Search the records for "oldest". Copy every line where it appears.

Given data >>
========================
//! Persistent record of detected attacks.
//!
//! `blacklist.txt` starts with a comment header and then holds one JSON
//! [`SecurityAlert`] per line. The same `(kind, ip, path)` is recorded once.

use std::collections::HashSet;
use std::io::ErrorKind;
use std::path::{Path, PathBuf};

use tokio::io::AsyncWriteExt;
use trinity_core::detection::{AlertKind, SecurityAlert};

use crate::error::SentinelError;

pub const HEADER: &str = "# Blue Trinity blacklist";

type EntryKey = (AlertKind, Option<String>, Option<String>);

fn key_of(alert: &SecurityAlert) -> EntryKey {
    (alert.kind, alert.ip.clone(), alert.path.clone())
}

/// Append-side handle; owns the dedup index.
#[derive(Debug)]
pub struct Blacklist {
    path: PathBuf,
    seen: HashSet<EntryKey>,
}

impl Blacklist {
    /// Open the blacklist, creating it (with header) if it does not exist,
    /// and index the entries already recorded.
    pub async fn open(path: impl AsRef<Path>) -> Result<Self, SentinelError> {
        let path = path.as_ref().to_path_buf();
        ensure_file(&path).await?;
        let seen = read_entries(&path).await?.iter().map(key_of).collect();
        Ok(Self { path, seen })
    }

    pub fn path(&self) -> &Path {
        &self.path
    }

    pub fn len(&self) -> usize {
        self.seen.len()
    }

    pub fn is_empty(&self) -> bool {
        self.seen.is_empty()
    }

    /// Append `alert` unless an entry with the same kind, ip and path exists.
    /// Returns whether it was written.
    pub async fn record(&mut self, alert: &SecurityAlert) -> Result<bool, SentinelError> {
        let key = key_of(alert);
        if self.seen.contains(&key) {
            return Ok(false);
        }

        let mut line = serde_json::to_string(alert)?;
        line.push('\n');
        let mut file = tokio::fs::OpenOptions::new()
            .create(true)
            .append(true)
            .open(&self.path)
            .await?;
        file.write_all(line.as_bytes()).await?;
        file.flush().await?;

        self.seen.insert(key);
        Ok(true)
    }
}

/// Create the blacklist with its header if it does not exist yet.
pub async fn ensure_file(path: &Path) -> Result<(), SentinelError> {
    if let Some(parent) = path.parent().filter(|p| !p.as_os_str().is_empty()) {
        tokio::fs::create_dir_all(parent).await?;
    }
    match tokio::fs::OpenOptions::new()
        .write(true)
        .create_new(true)
        .open(path)
        .await
    {
        Ok(mut file) => {
            file.write_all(format!("{HEADER}\n").as_bytes()).await?;
            Ok(())
        }
        Err(e) if e.kind() == ErrorKind::AlreadyExists => Ok(()),
        Err(e) => Err(e.into()),
    }
}

/// Every parseable entry, oldest first. Comments, blank and malformed lines
/// are skipped. A missing file has no entries.
pub async fn read_entries(path: &Path) -> Result<Vec<SecurityAlert>, SentinelError> {
    let contents = match tokio::fs::read_to_string(path).await {
        Ok(c) => c,
        Err(e) if e.kind() == ErrorKind::NotFound => return Ok(Vec::new()),
        Err(e) => return Err(e.into()),
    };

    Ok(contents
        .lines()
        .map(str::trim)
        .filter(|l| !l.is_empty() && !l.starts_with('#'))
        .filter_map(|l| serde_json::from_str(l).ok())
        .collect())
}

/// The last `limit` entries, oldest first.
pub async fn recent(path: &Path, limit: usize) -> Result<Vec<SecurityAlert>, SentinelError> {
    let mut entries = read_entries(path).await?;
    let skip = entries.len().saturating_sub(limit);
    Ok(entries.split_off(skip))
}

/// Number of distinct source addresses on record.
pub async fn distinct_ips(path: &Path) -> Result<usize, SentinelError> {
    Ok(read_entries(path)
        .await?
        .into_iter()
        .filter_map(|a| a.ip)
        .collect::<HashSet<_>>()
        .len())
}

#[cfg(test)]
mod tests {
    use chrono::Utc;

    use super::*;

    fn alert(kind: AlertKind, ip: &str, path: &str) -> SecurityAlert {
        SecurityAlert {
            time: Utc::now(),
            reason: format!("{kind:?}"),
            ip: Some(ip.into()),
            path: Some(path.into()),
            line: format!("{ip} GET {path}"),
            kind,
        }
    }

    #[tokio::test]
    async fn creates_file_with_header() {
        let dir = tempfile::tempdir().unwrap();
        let path = dir.path().join("nested/blacklist.txt");
        let list = Blacklist::open(&path).await.unwrap();
        assert!(list.is_empty());

        let contents = tokio::fs::read_to_string(&path).await.unwrap();
        assert_eq!(contents, format!("{HEADER}\n"));
    }

    #[tokio::test]
    async fn dedups_on_kind_ip_and_path() {
        let dir = tempfile::tempdir().unwrap();
        let path = dir.path().join("blacklist.txt");
        let mut list = Blacklist::open(&path).await.unwrap();

        assert!(list.record(&alert(AlertKind::Xss, "1.1.1.1", "/a")).await.unwrap());
        assert!(!list.record(&alert(AlertKind::Xss, "1.1.1.1", "/a")).await.unwrap());
        assert!(list.record(&alert(AlertKind::SqlInjection, "1.1.1.1", "/a")).await.unwrap());
        assert!(list.record(&alert(AlertKind::Xss, "1.1.1.1", "/b")).await.unwrap());
        assert_eq!(list.len(), 3);

        // The index survives a reopen.
        let mut reopened = Blacklist::open(&path).await.unwrap();
        assert!(!reopened.record(&alert(AlertKind::Xss, "1.1.1.1", "/b")).await.unwrap());
        assert_eq!(read_entries(&path).await.unwrap().len(), 3);
    }

    #[tokio::test]
    async fn recent_and_distinct_ips_skip_garbage() {
        let dir = tempfile::tempdir().unwrap();
        let path = dir.path().join("blacklist.txt");
        let mut list = Blacklist::open(&path).await.unwrap();
        list.record(&alert(AlertKind::Xss, "1.1.1.1", "/a")).await.unwrap();
        list.record(&alert(AlertKind::Xss, "2.2.2.2", "/a")).await.unwrap();
        list.record(&alert(AlertKind::Flood, "2.2.2.2", "/z")).await.unwrap();

        let mut file = tokio::fs::OpenOptions::new().append(true).open(&path).await.unwrap();
        file.write_all(b"not json\n").await.unwrap();

        let last_two = recent(&path, 2).await.unwrap();
        assert_eq!(last_two.len(), 2);
        assert_eq!(last_two[1].kind, AlertKind::Flood);
        assert_eq!(distinct_ips(&path).await.unwrap(), 2);
    }

    #[tokio::test]
    async fn missing_file_reads_as_empty() {
        let dir = tempfile::tempdir().unwrap();
        let path = dir.path().join("absent.txt");
        assert!(recent(&path, 10).await.unwrap().is_empty());
        assert_eq!(distinct_ips(&path).await.unwrap(), 0);
    }
}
========================
Written answer >>
/// Every parseable entry, oldest first. Comments, blank and malformed lines
/// The last `limit` entries, oldest first.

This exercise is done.